La cura per la depressione arriva dalla matematica: la straordinaria scoperta degli scienziati

Una ricerca dell'Istituto Superiore di Sanità ha sviluppato un metodo per misurare la capacità di modificare l'attività del cervello e il comportamento, fondamentale per il benessere mentale

di Redazione

Se il cervello è come un computer molto ma molto più complesso ed efficiente, cosa accade se aggiorni alcune funzioni per permettere che funzionino meglio? Uno studio dell'Iss pubblicato oggi dalla rivista Nature Mental Health ha affermato che è possibile utilizzare un metodo matematico, basato sull'interconnessione dei sintomi, per predire la probabilità di guarigione dalla depressione maggiore.

La ricerca

Gli scienziati hanno elaborato un metodo per misurare la cosiddetta plasticità, cioè la capacità di modificare l'attività del cervello e il comportamento, fondamentale per passare dalla psicopatologia al benessere mentale. "A tale scopo - spiega Igor Branchi, del Centro di Riferimento per le Scienze comportamentali e la Salute mentale dell'Istituto Superiore di Sanità, che ha coordinato lo studio - abbiamo impiegato una tecnica matematica nota come network analysis. L'obiettivo era dimostrare come la plasticità possa essere misurata matematicamente valutando la forza della connettività nella rete dei sintomi, ossia la frequenza con cui i sintomi della depressione si modificano assieme. Maggiore è la sincronia delle variazioni di diversi sintomi, più alta è la coerenza (connettività) del sistema e minore è la sua plasticità: in questo lavoro si dimostra come configurazioni più connesse siano più difficili da modificare rispetto a configurazioni in cui i legami tra sintomi sono meno forti".

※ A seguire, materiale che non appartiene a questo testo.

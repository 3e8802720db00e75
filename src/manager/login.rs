//! Decision logic for the login submit loop.

use crate::error::LoginError;
use crate::response::LoginResponse;

/// Retry budget for the login submit loop.
#[derive(Debug, Clone, Copy, PartialEq, Eq)]
pub struct RetryPolicy {
    /// Total number of login submissions before giving up.
    pub attempts: u8,
    /// Separate budget for CAPTCHA resubmissions. When `None` they draw
    /// from the shared budget.
    pub captcha_attempts: Option<u8>,
}

impl Default for RetryPolicy {
    fn default() -> Self {
        Self {
            attempts: 3,
            captcha_attempts: None,
        }
    }
}

/// What the login loop should do with a submit response.
#[derive(Debug, Clone, PartialEq, Eq)]
pub(crate) enum LoginAttempt {
    /// The credentials were accepted.
    Complete,
    /// Steam posed a CAPTCHA challenge to answer before resubmitting.
    Captcha { gid: String, url: String },
    /// Steam wants a Steam Guard code before resubmitting.
    TwoFactor,
    /// Rejected without a recognizable challenge.
    Retry,
}

/// Classifies a submit response into the next action or a terminal error.
pub(crate) fn evaluate(response: &LoginResponse) -> Result<LoginAttempt, LoginError> {
    if response.success {
        return Ok(LoginAttempt::Complete);
    }

    if response.is_credentials_incorrect() {
        return Err(LoginError::IncorrectCredentials);
    }

    if response.is_too_many_attempts() {
        return Err(LoginError::TooManyAttempts);
    }

    if response.captcha_needed {
        // The gid deserializer maps Steam's -1 and empty sentinels to None.
        return match (response.captcha_gid.clone(), response.captcha_url()) {
            (Some(gid), Some(url)) => Ok(LoginAttempt::Captcha { gid, url }),
            _ => Err(LoginError::MissingCaptchaGid),
        };
    }

    if response.requires_twofactor {
        return Ok(LoginAttempt::TwoFactor);
    }

    Ok(LoginAttempt::Retry)
}
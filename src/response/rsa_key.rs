use crate::error::LoginError;
use crate::serializers::option_string;
use base64::engine::general_purpose::STANDARD as BASE64;
use base64::Engine;
use rsa::{BigUint, Pkcs1v15Encrypt, RsaPublicKey};
use serde::Deserialize;

/// RSA key material returned by `/login/getrsakey/`. The key is unique per
/// account and rotates; the accompanying timestamp must be echoed back with
/// the login request.
#[derive(Debug, Deserialize, Clone, PartialEq)]
pub struct RsaKey {
    #[serde(default)]
    pub success: bool,
    /// The key modulus, hex encoded.
    #[serde(default)]
    pub publickey_mod: Option<String>,
    /// The key exponent, hex encoded.
    #[serde(default)]
    pub publickey_exp: Option<String>,
    /// The timestamp to submit as `rsatimestamp`.
    #[serde(default, with = "option_string")]
    pub timestamp: Option<u64>,
    #[serde(default)]
    pub token_gid: Option<String>,
}

impl RsaKey {
    /// Encrypts a password with this key using PKCS#1 v1.5 padding, returned
    /// base64 encoded the way `/login/dologin/` expects it.
    pub fn encrypt_password(&self, password: &str) -> Result<String, LoginError> {
        let modulus = self.publickey_mod.as_deref()
            .ok_or(LoginError::InvalidKeyMaterial)?;
        let exponent = self.publickey_exp.as_deref()
            .ok_or(LoginError::InvalidKeyMaterial)?;
        let n = BigUint::parse_bytes(modulus.as_bytes(), 16)
            .ok_or(LoginError::InvalidKeyMaterial)?;
        let e = BigUint::parse_bytes(exponent.as_bytes(), 16)
            .ok_or(LoginError::InvalidKeyMaterial)?;
        let key = RsaPublicKey::new(n, e)?;
        let encrypted = key.encrypt(&mut rand::thread_rng(), Pkcs1v15Encrypt, password.as_bytes())?;

        Ok(BASE64.encode(encrypted))
    }
}

#[cfg(test)]
mod tests {
    use super::*;
    use rsa::RsaPrivateKey;
    use rsa::traits::PublicKeyParts;

    #[test]
    fn deserializes_key_material() {
        let key: RsaKey = serde_json::from_str(include_str!("fixtures/get_rsa_key.json")).unwrap();

        assert!(key.success);
        assert_eq!(key.publickey_exp.as_deref(), Some("010001"));
        assert_eq!(key.timestamp, Some(216538150000));
    }

    #[test]
    fn encrypted_password_decrypts_with_the_private_key() {
        let private_key = RsaPrivateKey::new(&mut rand::thread_rng(), 512).unwrap();
        let public_key = private_key.to_public_key();
        let key = RsaKey {
            success: true,
            publickey_mod: Some(public_key.n().to_str_radix(16)),
            publickey_exp: Some(public_key.e().to_str_radix(16)),
            timestamp: Some(216538150000),
            token_gid: None,
        };

        let encrypted = key.encrypt_password("hunter2").unwrap();
        let ciphertext = BASE64.decode(encrypted).unwrap();
        let decrypted = private_key.decrypt(Pkcs1v15Encrypt, &ciphertext).unwrap();

        assert_eq!(decrypted, b"hunter2");
    }

    #[test]
    fn missing_modulus_is_invalid_key_material() {
        let key = RsaKey {
            success: true,
            publickey_mod: None,
            publickey_exp: Some("010001".into()),
            timestamp: None,
            token_gid: None,
        };

        assert!(matches!(
            key.encrypt_password("hunter2").unwrap_err(),
            LoginError::InvalidKeyMaterial,
        ));
    }

    #[test]
    fn garbage_modulus_is_invalid_key_material() {
        let key = RsaKey {
            success: true,
            publickey_mod: Some("not hex".into()),
            publickey_exp: Some("010001".into()),
            timestamp: None,
            token_gid: None,
        };

        assert!(matches!(
            key.encrypt_password("hunter2").unwrap_err(),
            LoginError::InvalidKeyMaterial,
        ));
    }
}
//! Response types.

mod accepted_offer;
mod authorization_status;
mod confirmation;
mod inventory;
mod login;
mod price_history;
mod rsa_key;
mod sent_offer;
mod server_time;
pub mod deserializers;

pub use accepted_offer::AcceptedOffer;
pub use authorization_status::AuthorizationStatus;
pub use confirmation::MobileConfirmation;
pub use inventory::{Asset, ClassInfo};
pub use login::{LoginResponse, OAuthData, TransferInfo, TransferParameters};
pub use price_history::{PriceHistory, PricePoint};
pub use rsa_key::RsaKey;
pub use sent_offer::SentOffer;
pub use server_time::ServerTimeResponse;

pub(crate) use inventory::RawAsset;

pub type Inventory = Vec<Asset>;
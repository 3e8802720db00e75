//! Steam Guard derivations: one-time codes, mobile confirmation signatures,
//! and device identifiers.
//!
//! Every derivation takes the server time reported by
//! `ITwoFactorService/QueryTime` rather than the local clock. A skewed local
//! clock otherwise produces codes Steam rejects.

use crate::error::ParameterError;
use base64::engine::general_purpose::STANDARD as BASE64;
use base64::Engine;
use hmac::{Hmac, Mac};
use sha1::{Digest, Sha1};
use strum_macros::Display;

type HmacSha1 = Hmac<Sha1>;

/// The alphabet Steam Guard codes are drawn from. Easily-confused characters
/// are omitted.
const CODE_CHARS: &[u8; 26] = b"23456789BCDFGHJKMNPQRTVWXY";
/// The number of characters in a Steam Guard code.
const CODE_LENGTH: usize = 5;
/// Codes rotate every 30 seconds.
const CODE_PERIOD: u64 = 30;

/// The operation a confirmation signature is scoped to. The same tag must
/// appear both in the signed message and in the request's `tag` parameter.
#[derive(Debug, Display, Clone, Copy, PartialEq, Eq)]
pub enum ConfirmationTag {
    /// Listing pending confirmations.
    #[strum(serialize = "conf")]
    Conf,
    /// Accepting a confirmation.
    #[strum(serialize = "allow")]
    Allow,
    /// Cancelling a confirmation.
    #[strum(serialize = "cancel")]
    Cancel,
}

/// Generates the 5-character Steam Guard code for `server_time`.
///
/// `shared_secret` is the base64 secret from the account's authenticator.
pub fn generate_guard_code(shared_secret: &str, server_time: u64) -> Result<String, ParameterError> {
    let key = BASE64.decode(shared_secret)?;
    let mut mac = HmacSha1::new_from_slice(&key)
        .expect("HMAC accepts keys of any length");

    // The message is the 30-second bucket as a big-endian u64.
    mac.update(&(server_time / CODE_PERIOD).to_be_bytes());

    let digest = mac.finalize().into_bytes();
    let offset = (digest[19] & 0xF) as usize;
    let mut fullcode = u32::from_be_bytes([
        digest[offset] & 0x7F,
        digest[offset + 1],
        digest[offset + 2],
        digest[offset + 3],
    ]);
    let mut code = String::with_capacity(CODE_LENGTH);

    for _ in 0..CODE_LENGTH {
        code.push(CODE_CHARS[fullcode as usize % CODE_CHARS.len()] as char);
        fullcode /= CODE_CHARS.len() as u32;
    }

    Ok(code)
}

/// Generates the base64 signature authorizing a confirmation request tagged
/// `tag` at `server_time`.
///
/// `identity_secret` is the base64 secret from the account's authenticator.
pub fn generate_confirmation_hash(
    identity_secret: &str,
    tag: ConfirmationTag,
    server_time: u64,
) -> Result<String, ParameterError> {
    let key = BASE64.decode(identity_secret)?;
    let mut mac = HmacSha1::new_from_slice(&key)
        .expect("HMAC accepts keys of any length");

    mac.update(&server_time.to_be_bytes());
    mac.update(tag.to_string().as_bytes());

    Ok(BASE64.encode(mac.finalize().into_bytes()))
}

/// Derives the device identifier Steam associates with `steamid`. Useful when
/// provisioning authenticator material that did not come with one.
pub fn generate_device_id(steamid: u64) -> String {
    let mut hasher = Sha1::new();

    hasher.update(steamid.to_string().as_bytes());

    let hash = hasher.finalize()
        .iter()
        .map(|byte| format!("{byte:02x}"))
        .collect::<String>();

    format!(
        "android:{}-{}-{}-{}-{}",
        &hash[0..8],
        &hash[8..12],
        &hash[12..16],
        &hash[16..20],
        &hash[20..32],
    )
}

Migliorati 4mila individui depressi

I ricercatori hanno esaminato i dati provenienti da uno degli studi più rilevanti sulle strategie di trattamento della depressione, noto come STAR*D e fornito dal National Institute of Mental Health degli Stati Uniti, analizzando la traiettoria di miglioramento di oltre 4000 individui depressi. "L'analisi - continua Branchi - ha confermato come il nostro approccio matematico sia in grado di misurare la capacità dei pazienti di modificare il proprio stato depressivo. In particolare, abbiamo dimostrato come la forza della connettività dei sintomi, misurata all'inizio dello studio, fosse più debole nei pazienti che avrebbero successivamente mostrato una maggiore plasticità, presentando un miglioramento significativo (responders), rispetto a quelli che avrebbero invece mostrato un miglioramento meno sensibile (non-responders)".

"Inoltre - informa Branchi - abbiamo evidenziato una correlazione altamente significativa tra la connettività dei sintomi e sia il miglioramento dello stato depressivo sia la predisposizione a cambiare umore in base alla qualità percepita della vita".

E' così possibile stimare la probabilità di cambiamento ma non consente di prevedere con certezza lo stato futuro di salute dell'individuo che dipende da una moltitudine di fattori. "In conclusione - spiega Branchi - questa operazionalizzazione, ovvero lo sviluppo di una misura di un concetto astratto come la plasticità, fornisce uno strumento matematico utile per predire la resilienza, la vulnerabilità e il recupero, aprendo la strada a nuovi approcci nella prevenzione e nel trattamento del disturbo depressivo maggiore e, più in generale, dei disturbi psichiatrici".